"Nadav Har'El" <[EMAIL PROTECTED]> writes:

> What I've seen is something different: application writers have
> become so lazy that they don't bother any more to check if their
> application works on all Windows managers.

Yes, I've seen this as well.

> For example, for over a year OpenOffice's menus didn't work well in
> ctwm - not because ctwm doesn't keep up with modern practices, but
> because OpenOffice didn't care that their menus can't work in any
> window manager with the traditional "focus follows mouse" setting.

Yes, I had to beat them firmly to get that fixed. 
BTW, they still don't work if you also use RaiseDelay.

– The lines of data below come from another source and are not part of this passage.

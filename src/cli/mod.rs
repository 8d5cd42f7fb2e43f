//! # CLI Module
//!
//! Command-line front end for the echo service in [`crate::demo`].
//!
//! ## Commands
//!
//! ### `serve`
//!
//! ```bash
//! pyre-router serve --addr 0.0.0.0:8080 --config service.yaml --serializer json
//! ```
//!
//! Flags override values from the YAML file. Runtime tuning comes from
//! `PYRE_STACK_SIZE` and `PYRE_WORKERS`; SIGINT or SIGTERM stops the server.
//!
//! ### `routes`
//!
//! Print every route with its handler manifest.
//!
//! ### `check`
//!
//! Run the startup validation and fail if any handler parameter has no
//! resolver.
//!
//! ### `dispatch`
//!
//! Run one request through the router in-process:
//!
//! ```bash
//! pyre-router dispatch POST /body --body '{"a":1,"b":"x","c":{}}'
//! HTTP/1.1 200 OK
//! content-type: application/json
//!
//! {"body": {"a": 1, "b": "x", "c": {}}}
//! ```
//!
//! ## Usage from Code
//!
//! ```rust
//! use clap::Parser;
//! use pyre_router::cli::{run, Cli};
//!
//! let cli = Cli::try_parse_from(["pyre-router", "dispatch", "GET", "/"]).unwrap();
//! let mut out = Vec::new();
//! run(cli, &mut out).unwrap();
//! assert!(String::from_utf8(out).unwrap().starts_with("HTTP/1.1 200 OK"));
//! ```

mod commands;


pub use commands::{build_inbound, run, run_cli, Cli, Commands};
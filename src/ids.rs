//! Per-dispatch correlation ids.

use serde::{Deserialize, Deserializer, Serialize, Serializer};
use std::fmt::{Display, Formatter};
use std::str::FromStr;

/// Header the transport adapter reads and echoes for request correlation.
pub const REQUEST_ID_HEADER: &str = "x-request-id";

/// Identifier of one dispatch, backed by a ULID so ids sort by creation time.
#[derive(Clone, Copy, Eq, PartialEq, Hash, Debug, PartialOrd, Ord)]
pub struct RequestId(ulid::Ulid);

impl RequestId {
    #[must_use]
    pub fn new() -> Self {
        Self(ulid::Ulid::new())
    }

    /// Reuse a caller-supplied id when it parses, otherwise mint a fresh one.
    #[must_use]
    pub fn from_header_or_new(header_value: Option<&str>) -> Self {
        header_value
            .and_then(|s| s.trim().parse::<RequestId>().ok())
            .unwrap_or_default()
    }

    #[must_use]
    pub fn as_ulid(&self) -> ulid::Ulid {
        self.0
    }
}

impl Default for RequestId {
    fn default() -> Self {
        Self::new()
    }
}

impl Display for RequestId {
    fn fmt(&self, f: &mut Formatter<'_>) -> std::fmt::Result {
        Display::fmt(&self.0, f)
    }
}

impl FromStr for RequestId {
    type Err = ulid::DecodeError;

    fn from_str(s: &str) -> Result<Self, Self::Err> {
        ulid::Ulid::from_string(s).map(RequestId)
    }
}

impl Serialize for RequestId {
    fn serialize<S: Serializer>(&self, serializer: S) -> Result<S::Ok, S::Error> {
        serializer.collect_str(self)
    }
}

impl<'de> Deserialize<'de> for RequestId {
    fn deserialize<D: Deserializer<'de>>(deserializer: D) -> Result<Self, D::Error> {
        let s = String::deserialize(deserializer)?;
        s.parse::<RequestId>()
            .map_err(|_| serde::de::Error::custom("invalid request id"))
    }
}

#[cfg(test)]
mod tests {
    use super::*;

    #[test]
    fn test_round_trips_through_display() {
        let id = RequestId::new();
        let parsed: RequestId = id.to_string().parse().unwrap();
        assert_eq!(id, parsed);
    }

    #[test]
    fn test_from_header_keeps_valid_id() {
        let id = RequestId::new();
        let text = id.to_string();
        assert_eq!(RequestId::from_header_or_new(Some(&text)), id);
    }

    #[test]
    fn test_from_header_replaces_garbage() {
        let a = RequestId::from_header_or_new(Some("not-a-ulid"));
        let b = RequestId::from_header_or_new(None);
        assert_ne!(a, b);
    }
}
//! # Serializer Module
//!
//! Pluggable output encoders. A [`Serializer`] turns the value a handler
//! returned into bytes and names the content type of those bytes.
//!
//! ## Overview
//!
//! Handlers return any `serde::Serialize` value. After the handler returns, the
//! router lowers that value into the serde data model ([`serde_json::Value`])
//! and hands it to the serializer currently selected on the request's
//! [`Response`](crate::request::Response). Which serializer that is depends on
//! the router's default and on whether the handler swapped it during its run.
//!
//! ## Stock Variants
//!
//! | Variant | Content type | Rendering |
//! |---|---|---|
//! | [`JsonSerializer`] | `application/json` | `{"result": "test"}` (spaced by default) |
//! | [`TextSerializer`] | `text` | strings as-is, everything else as spaced JSON |
//! | [`YamlSerializer`] | `application/yaml` | `serde_yaml` document |
//!
//! ## Writing a Serializer
//!
//! ```rust
//! use pyre_router::error::EncodingError;
//! use pyre_router::serializer::Serializer;
//! use serde_json::Value;
//!
//! #[derive(Debug)]
//! struct Csv;
//!
//! impl Serializer for Csv {
//!     fn name(&self) -> &str {
//!         "csv"
//!     }
//!
//!     fn encode(&self, value: &Value) -> Result<Vec<u8>, EncodingError> {
//!         let row = value
//!             .as_array()
//!             .ok_or_else(|| EncodingError::new(self.name(), "expected an array"))?;
//!         let cells: Vec<String> = row.iter().map(|v| v.to_string()).collect();
//!         Ok(cells.join(",").into_bytes())
//!     }
//!
//!     fn content_type(&self) -> &str {
//!         "text/csv"
//!     }
//! }
//! ```
//!
//! Serializers hold no per-request state and are shared across concurrent
//! dispatches behind an `Arc`.

mod core;

pub use self::core::{
    to_spaced_json, JsonSerializer, JsonStyle, Serializer, SerializerKind, TextSerializer,
    YamlSerializer,
};
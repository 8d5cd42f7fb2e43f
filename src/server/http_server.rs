//! Listener lifecycle for a [`Router`] served over `may_minihttp`.

use std::io;
use std::net::{SocketAddr, TcpStream, ToSocketAddrs};
use std::sync::Arc;
use std::time::{Duration, Instant};

use may::coroutine::JoinHandle;
use tracing::{debug, info};

use super::service::AppService;
use crate::router::Router;
use crate::runtime_config::ServiceConfig;

const READY_TIMEOUT: Duration = Duration::from_secs(1);
const READY_PROBE: Duration = Duration::from_millis(50);

/// Router plus transport limits, ready to bind.
#[derive(Clone)]
pub struct HttpServer {
    service: AppService,
}

impl HttpServer {
    /// Serve `router` with the default body limit.
    #[must_use]
    pub fn new(router: Arc<Router>) -> Self {
        Self {
            service: AppService::new(router),
        }
    }

    /// Serve `router` with the limits from a loaded service config.
    #[must_use]
    pub fn from_config(router: Arc<Router>, config: &ServiceConfig) -> Self {
        Self::new(router).with_max_body_bytes(config.http.max_body_bytes)
    }

    #[must_use]
    pub fn with_max_body_bytes(mut self, max_body_bytes: usize) -> Self {
        self.service = self.service.with_max_body_bytes(max_body_bytes);
        self
    }

    #[must_use]
    pub fn router(&self) -> &Arc<Router> {
        &self.service.router
    }

    /// Bind `addr` and start accepting in a coroutine.
    ///
    /// # Errors
    ///
    /// The address does not resolve, or the port cannot be bound.
    pub fn start<A: ToSocketAddrs>(self, addr: A) -> io::Result<ServerHandle> {
        let addr = addr.to_socket_addrs()?.next().ok_or_else(|| {
            io::Error::new(io::ErrorKind::InvalidInput, "address resolved to nothing")
        })?;
        let routes = self.service.router.len();
        let max_body_bytes = self.service.max_body_bytes;

        let handle = may_minihttp::HttpServer(self.service).start(addr)?;
        info!(
            addr = %addr,
            routes = routes,
            max_body_bytes = max_body_bytes,
            "Router listening"
        );
        Ok(ServerHandle { addr, handle })
    }

    /// [`HttpServer::start`] on the address named by the config.
    ///
    /// # Errors
    ///
    /// See [`HttpServer::start`].
    pub fn start_with(router: Arc<Router>, config: &ServiceConfig) -> io::Result<ServerHandle> {
        Self::from_config(router, config).start(config.addr.as_str())
    }
}

/// A running listener.
pub struct ServerHandle {
    addr: SocketAddr,
    handle: JoinHandle<()>,
}

impl ServerHandle {
    #[must_use]
    pub fn addr(&self) -> SocketAddr {
        self.addr
    }

    /// Block until the listener accepts a connection.
    ///
    /// # Errors
    ///
    /// The last connect error once the readiness deadline has passed.
    pub fn wait_ready(&self) -> io::Result<()> {
        let deadline = Instant::now() + READY_TIMEOUT;
        loop {
            match TcpStream::connect_timeout(&self.addr, READY_PROBE) {
                Ok(_) => {
                    debug!(addr = %self.addr, "Listener ready");
                    return Ok(());
                }
                Err(e) if Instant::now() >= deadline => return Err(e),
                Err(_) => std::thread::sleep(Duration::from_millis(5)),
            }
        }
    }

    /// Cancel the accept coroutine and wait for it to unwind.
    pub fn shutdown(self) {
        // SAFETY: the accept coroutine is owned by this handle and nothing else joins it.
        unsafe { self.handle.coroutine().cancel() };
        let _ = self.handle.join();
        info!(addr = %self.addr, "Router listener shut down");
    }

    /// Block until the accept coroutine exits on its own.
    ///
    /// # Errors
    ///
    /// The coroutine panicked.
    pub fn join(self) -> std::thread::Result<()> {
        self.handle.join()
    }
}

> But even with those applications, I hardly ever saw any significant
> problem.

My recent decision was funded on these two, long standing problems:

1. Focus follows mouse in combination with RaiseDelay is buggy. This
   has been known for a long time, but it seems to hard to fix. This
   causes application menus and popups of many apps to malfunction
   (they disappear behind the main window, making access impossible).

2. It is not possible to use Ctwm in a Gnome session. At least, not
   without many conflicts in settings and a long (3 minute!) 
   delay upon startup. It seems the Gnome session manager is waiting
   for some signal from Ctwm that it doesn't get.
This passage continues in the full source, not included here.